Do I need one R for each LED?

I just wonder, why I need to put one resistor in front of each LED and not simply use one R between LED GND and Arduino GND? Wouldn't that have the same effect?

(borrowed picture shows how it's supposed to be)

Yes you need one resistor for each LED.

See

http://www.thebox.myzen.co.uk/Tutorial/LEDs.html

flameproof:
I just wonder, why I need to put one resistor in front of each LED and not simply use one R between LED GND and Arduino GND? Wouldn't that have the same effect?

If you only turn on one LED at a time, then you can use a common resistor. if you want to turn on more than one at a time, use separate resistors.

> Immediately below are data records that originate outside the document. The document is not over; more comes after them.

//! Derived meteorological quantities.
//!
//! All functions are pure and operate on unrounded inputs in metric units. The gated
//! variants ([`heat_index`], [`wind_chill`]) fall back to the plain air temperature
//! outside the regime their regression was fitted for.

/// Conversion factor from m/s to km/h.
pub const MS_TO_KMH: f64 = 3.6;

/// Lowest air temperature (°C, inclusive) at which the heat index regression applies.
pub const HEAT_INDEX_MIN_TEMPERATURE: f64 = 27.0;
/// Lowest relative humidity (%, inclusive) at which the heat index regression applies.
pub const HEAT_INDEX_MIN_HUMIDITY: f64 = 40.0;

/// Highest air temperature (°C, inclusive) at which the wind chill formula applies.
pub const WIND_CHILL_MAX_TEMPERATURE: f64 = 10.0;
/// Lowest wind speed (km/h, inclusive) at which the wind chill formula applies.
pub const WIND_CHILL_MIN_WIND_KMH: f64 = 4.8;

/// Floor applied to relative humidity before the dew point logarithm.
pub const DEW_POINT_MIN_HUMIDITY: f64 = 1.0;

// Magnus coefficients
const MAGNUS_A: f64 = 17.27;
const MAGNUS_B: f64 = 237.7;

pub fn ms_to_kmh(speed_ms: f64) -> f64 {
    speed_ms * MS_TO_KMH
}

pub fn celsius_to_fahrenheit(temp_c: f64) -> f64 {
    temp_c * 9.0 / 5.0 + 32.0
}

pub fn fahrenheit_to_celsius(temp_f: f64) -> f64 {
    (temp_f - 32.0) * 5.0 / 9.0
}

/// The Rothfusz heat index regression, without any gating.
///
/// The nine-term polynomial is evaluated in °F and the result converted back to °C.
/// Terms are summed in the published order so results are reproducible to the bit.
pub fn rothfusz_heat_index(temp_c: f64, humidity: f64) -> f64 {
    let t = celsius_to_fahrenheit(temp_c);
    let rh = humidity;
    let t2 = t * t;
    let rh2 = rh * rh;
    let hi = -42.379 + 2.04901523 * t + 10.14333127 * rh
        - 0.22475541 * t * rh
        - 0.00683783 * t2
        - 0.05481717 * rh2
        + 0.00122874 * t2 * rh
        + 0.00085282 * t * rh2
        - 0.00000199 * t2 * rh2;
    fahrenheit_to_celsius(hi)
}

/// Heat index in °C.
///
/// Applies [`rothfusz_heat_index`] when `temp_c >= 27` and `humidity >= 40`; otherwise
/// returns `temp_c` unchanged.
///
/// # Examples
///
/// ```rust
/// use forecast_digest::derived::heat_index;
///
/// assert_eq!(heat_index(26.9, 90.0), 26.9);
/// assert!(heat_index(32.0, 60.0) > 32.0);
/// ```
pub fn heat_index(temp_c: f64, humidity: f64) -> f64 {
    if temp_c >= HEAT_INDEX_MIN_TEMPERATURE && humidity >= HEAT_INDEX_MIN_HUMIDITY {
        rothfusz_heat_index(temp_c, humidity)
    } else {
        temp_c
    }
}

/// The JAG/TI wind chill formula, without any gating. `wind_kmh` is in km/h.
pub fn jag_ti_wind_chill(temp_c: f64, wind_kmh: f64) -> f64 {
    let v = wind_kmh.powf(0.16);
    13.12 + 0.6215 * temp_c - 11.37 * v + 0.3965 * temp_c * v
}

/// Wind chill in °C.
///
/// Applies [`jag_ti_wind_chill`] when `temp_c <= 10` and `wind_kmh >= 4.8`; otherwise
/// returns `temp_c` unchanged.
pub fn wind_chill(temp_c: f64, wind_kmh: f64) -> f64 {
    if temp_c <= WIND_CHILL_MAX_TEMPERATURE && wind_kmh >= WIND_CHILL_MIN_WIND_KMH {
        jag_ti_wind_chill(temp_c, wind_kmh)
    } else {
        temp_c
    }
}

/// Dew point in °C using the Magnus approximation.
///
/// Humidity is floored at 1 % so the logarithm stays finite for dry or missing readings.
pub fn dew_point(temp_c: f64, humidity: f64) -> f64 {
    let rh = humidity.max(DEW_POINT_MIN_HUMIDITY);
    let gamma = (MAGNUS_A * temp_c / (MAGNUS_B + temp_c)) + (rh / 100.0).ln();
    (MAGNUS_B * gamma) / (MAGNUS_A - gamma)
}

/// Converts a raw probability of precipitation to percent.
///
/// Values `<= 1` are read as a fraction and scaled by 100; anything above 1 is assumed
/// to already be a percentage. Exactly `1.0` therefore means 100 %.
pub fn precipitation_percent(raw: f64) -> f64 {
    if raw <= 1.0 {
        raw * 100.0
    } else {
        raw
    }
}

#[cfg(test)]
mod tests {
    use super::*;

    const EPSILON: f64 = 1e-9;

    fn assert_close(actual: f64, expected: f64) {
        assert!(
            (actual - expected).abs() < EPSILON,
            "expected {expected}, got {actual}"
        );
    }

    #[test]
    fn test_heat_index_below_temperature_gate_is_identity() {
        assert_eq!(heat_index(26.9, 90.0), 26.9);
        assert_eq!(heat_index(-5.0, 100.0), -5.0);
    }

    #[test]
    fn test_heat_index_below_humidity_gate_is_identity() {
        assert_eq!(heat_index(35.0, 39.9), 35.0);
    }

    #[test]
    fn test_heat_index_regression_at_lower_boundary() {
        // Both gates are inclusive, so the regression is used at exactly 27 °C / 40 %.
        let value = heat_index(27.0, 40.0);
        assert_close(value, rothfusz_heat_index(27.0, 40.0));
        assert_close(value, 26.863173119555594);
    }

    #[test]
    fn test_heat_index_matches_reference_values() {
        assert_close(heat_index(30.0, 70.0), 35.038017555555435);
        assert_close(heat_index(27.0, 90.0), 30.735121408444456);
        assert_close(heat_index(32.0, 60.0), 37.07428412177793);
        assert!(heat_index(30.0, 70.0) >= 30.0);
    }

    #[test]
    fn test_wind_chill_above_temperature_gate_is_identity() {
        for wind in [0.0, 4.8, 20.0, 120.0] {
            assert_eq!(wind_chill(10.1, wind), 10.1);
        }
    }

    #[test]
    fn test_wind_chill_below_wind_gate_is_identity() {
        assert_eq!(wind_chill(-10.0, 4.79), -10.0);
    }

    #[test]
    fn test_wind_chill_formula_applies_at_boundary() {
        assert_close(wind_chill(10.0, 20.0), 7.376137784804066);
        assert_close(wind_chill(-5.0, 30.0), -12.996724811921073);
        assert!(wind_chill(10.0, 20.0) < 10.0);
    }

    #[test]
    fn test_dew_point_reference() {
        let dp = dew_point(20.0, 50.0);
        assert!((dp - 9.3).abs() <= 0.1, "dew point was {dp}");
        assert_close(dp, 9.254294282076941);
    }

    #[test]
    fn test_dew_point_floors_humidity() {
        assert_eq!(dew_point(15.0, 0.0), dew_point(15.0, 1.0));
        assert!(dew_point(15.0, 0.0).is_finite());
    }

    #[test]
    fn test_dew_point_at_saturation_equals_temperature() {
        assert_close(dew_point(12.5, 100.0), 12.5);
    }

    #[test]
    fn test_precipitation_scaling_converges() {
        assert_close(precipitation_percent(0.45), 45.0);
        assert_eq!(precipitation_percent(45.0), 45.0);
        assert_eq!(precipitation_percent(1.0), 100.0);
        assert_eq!(precipitation_percent(0.0), 0.0);
        assert_eq!(precipitation_percent(1.5), 1.5);
    }

    #[test]
    fn test_unit_conversions() {
        assert_eq!(ms_to_kmh(10.0), 36.0);
        assert_eq!(celsius_to_fahrenheit(100.0), 212.0);
        assert_eq!(fahrenheit_to_celsius(32.0), 0.0);
    }
}
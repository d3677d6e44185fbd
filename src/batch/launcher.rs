use super::step::{Step, StepReport};
use super::{BatchError, JobContext};
use crate::db::{self, Pool, StepRunRecord};
use crate::model::RunStatus;
use anyhow::anyhow;
use chrono::{DateTime, Duration, Utc};
use tracing::{error, info, instrument};
use uuid::Uuid;

/// A named, ordered list of steps.
pub struct Job {
    name: String,
    steps: Vec<Box<dyn Step>>,
}

impl Job {
    pub fn new(name: impl Into<String>) -> Self {
        Self {
            name: name.into(),
            steps: Vec::new(),
        }
    }

    pub fn step(mut self, step: impl Step + 'static) -> Self {
        self.steps.push(Box::new(step));
        self
    }

    pub fn name(&self) -> &str {
        &self.name
    }

    pub fn step_names(&self) -> Vec<&str> {
        self.steps.iter().map(|s| s.name()).collect()
    }
}

#[derive(Debug, Clone)]
pub struct StepOutcome {
    pub name: String,
    pub status: RunStatus,
    pub report: StepReport,
}

#[derive(Debug, Clone)]
pub struct JobReport {
    pub run_id: i64,
    pub run_key: String,
    pub job_name: String,
    pub status: RunStatus,
    pub steps: Vec<StepOutcome>,
    pub exit_message: Option<String>,
}

impl JobReport {
    pub fn is_success(&self) -> bool {
        self.status == RunStatus::Completed
    }

    /// Turn a failed run into the step error that ended it.
    pub fn into_result(self) -> Result<JobReport, BatchError> {
        if self.is_success() {
            return Ok(self);
        }
        let step = self
            .steps
            .iter()
            .find(|s| s.status == RunStatus::Failed)
            .map(|s| s.name.clone())
            .unwrap_or_default();
        let message = self.exit_message.unwrap_or_default();
        Err(BatchError::Step {
            step,
            source: anyhow!(message),
        })
    }
}

/// Runs jobs and records them in `job_runs` / `step_runs`.
#[derive(Debug, Clone)]
pub struct JobLauncher {
    pool: Pool,
    stale_after: Duration,
}

impl JobLauncher {
    /// `stale_after`: a STARTED run older than this no longer blocks a new run.
    pub fn new(pool: Pool, stale_after: Duration) -> Self {
        Self { pool, stale_after }
    }

    #[instrument(skip_all, fields(job = %job.name()))]
    pub async fn run(&self, job: &Job, now: DateTime<Utc>) -> Result<JobReport, BatchError> {
        if let Some(running) = db::find_running_job(&self.pool, job.name(), now - self.stale_after)
            .await
            .map_err(BatchError::History)?
        {
            return Err(BatchError::AlreadyRunning {
                job: job.name().to_string(),
                run_key: running.run_key,
            });
        }

        let run_key = Uuid::new_v4().to_string();
        let run_id = db::start_job_run(&self.pool, &run_key, job.name(), now)
            .await
            .map_err(BatchError::History)?;
        let ctx = JobContext {
            run_id,
            run_key: run_key.clone(),
            job_name: job.name().to_string(),
            now,
        };
        info!(run_id, run_key = %run_key, "job started");

        let mut outcomes = Vec::with_capacity(job.steps.len());
        let mut exit_message = None;
        for step in &job.steps {
            let started_at = Utc::now();
            let result = step.run(&self.pool, &ctx).await;
            let ended_at = Utc::now();

            let (status, report, message) = match result {
                Ok(report) => (RunStatus::Completed, report, None),
                Err(failure) => {
                    let message = format!("{:#}", failure.source);
                    error!(
                        step = step.name(),
                        error = %message,
                        committed_chunks = failure.report.commit_count,
                        "step failed"
                    );
                    (RunStatus::Failed, failure.report, Some(message))
                }
            };

            db::insert_step_run(
                &self.pool,
                &StepRunRecord {
                    run_id,
                    step_name: step.name(),
                    status,
                    read_count: report.read_count,
                    filter_count: report.filter_count,
                    skip_count: report.skip_count,
                    write_count: report.write_count,
                    commit_count: report.commit_count,
                    started_at,
                    ended_at,
                    exit_message: message.as_deref(),
                },
            )
            .await
            .map_err(BatchError::History)?;

            outcomes.push(StepOutcome {
                name: step.name().to_string(),
                status,
                report,
            });

            if status == RunStatus::Failed {
                exit_message = message;
                break;
            }
        }

        let status = if exit_message.is_some() {
            RunStatus::Failed
        } else {
            RunStatus::Completed
        };
        db::finish_job_run(
            &self.pool,
            run_id,
            status,
            Utc::now(),
            exit_message.as_deref(),
        )
        .await
        .map_err(BatchError::History)?;

        match status {
            RunStatus::Completed => info!(run_id, run_key = %run_key, "job completed"),
            _ => error!(run_id, run_key = %run_key, "job failed"),
        }

        Ok(JobReport {
            run_id,
            run_key,
            job_name: job.name().to_string(),
            status,
            steps: outcomes,
            exit_message,
        })
    }
}
//! Database module: view models and SQL repositories.
//!
//! - `model`: view models and paging types returned by repositories.
//! - `repo`: SQL-only functions that map rows into entities.
//!
//! Callers import from `pass_batch::db`; the repository API is re-exported here.

pub mod model;
pub mod repo;

pub use repo::*;

pub use model::{DueBooking, PageRequest, SortDirection};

The heart of the problem with the one resistor circuit is that the more current there is through the resistor, the more voltage drop you get in that part of the circuit... so the brightness of the LEDs changes when you go from one to two to three LEDs lit.

Long answer:

tkbyd:
The heart of the problem with the one resistor circuit is that the more current there is through the resistor, the more voltage drop you get in that part of the circuit... so the brightness of the LEDs changes when you go from one to two to three LEDs lit.

Long answer:

LED design calculations- ele1led

Good reading material! Thanks!

BTW, I plan playing with a LED cube.

You can drive an LED with either a constant-current driver circuit or via a current-limiting resistor. The latter is an approximation to constant current drive, provided the supply voltage is sufficiently more than the forward voltage of the LED (5V is plenty). Since the eye is not very good at judging brightness to better than 30% or so, the resistor value is not too critical, it just has to be chosen to prevent the LED getting too much current in the worst case.

Different colour LEDs have very different forward voltages, note - you wouldn't usually share a resistor between different colour LEDs even if only one-at-a-time will be on.

A tricky situation is powering blue and white LEDs from 3.3V since the forward voltage of blue/white LEDs is about 3 to 3.3V and it varies somewhat with temperature. Luckily most Arduinos are 5V.

You calculate the voltage across the resistor = Vsupply - Vled, then choose the resistance value from R = V/I (I is the LED current you want).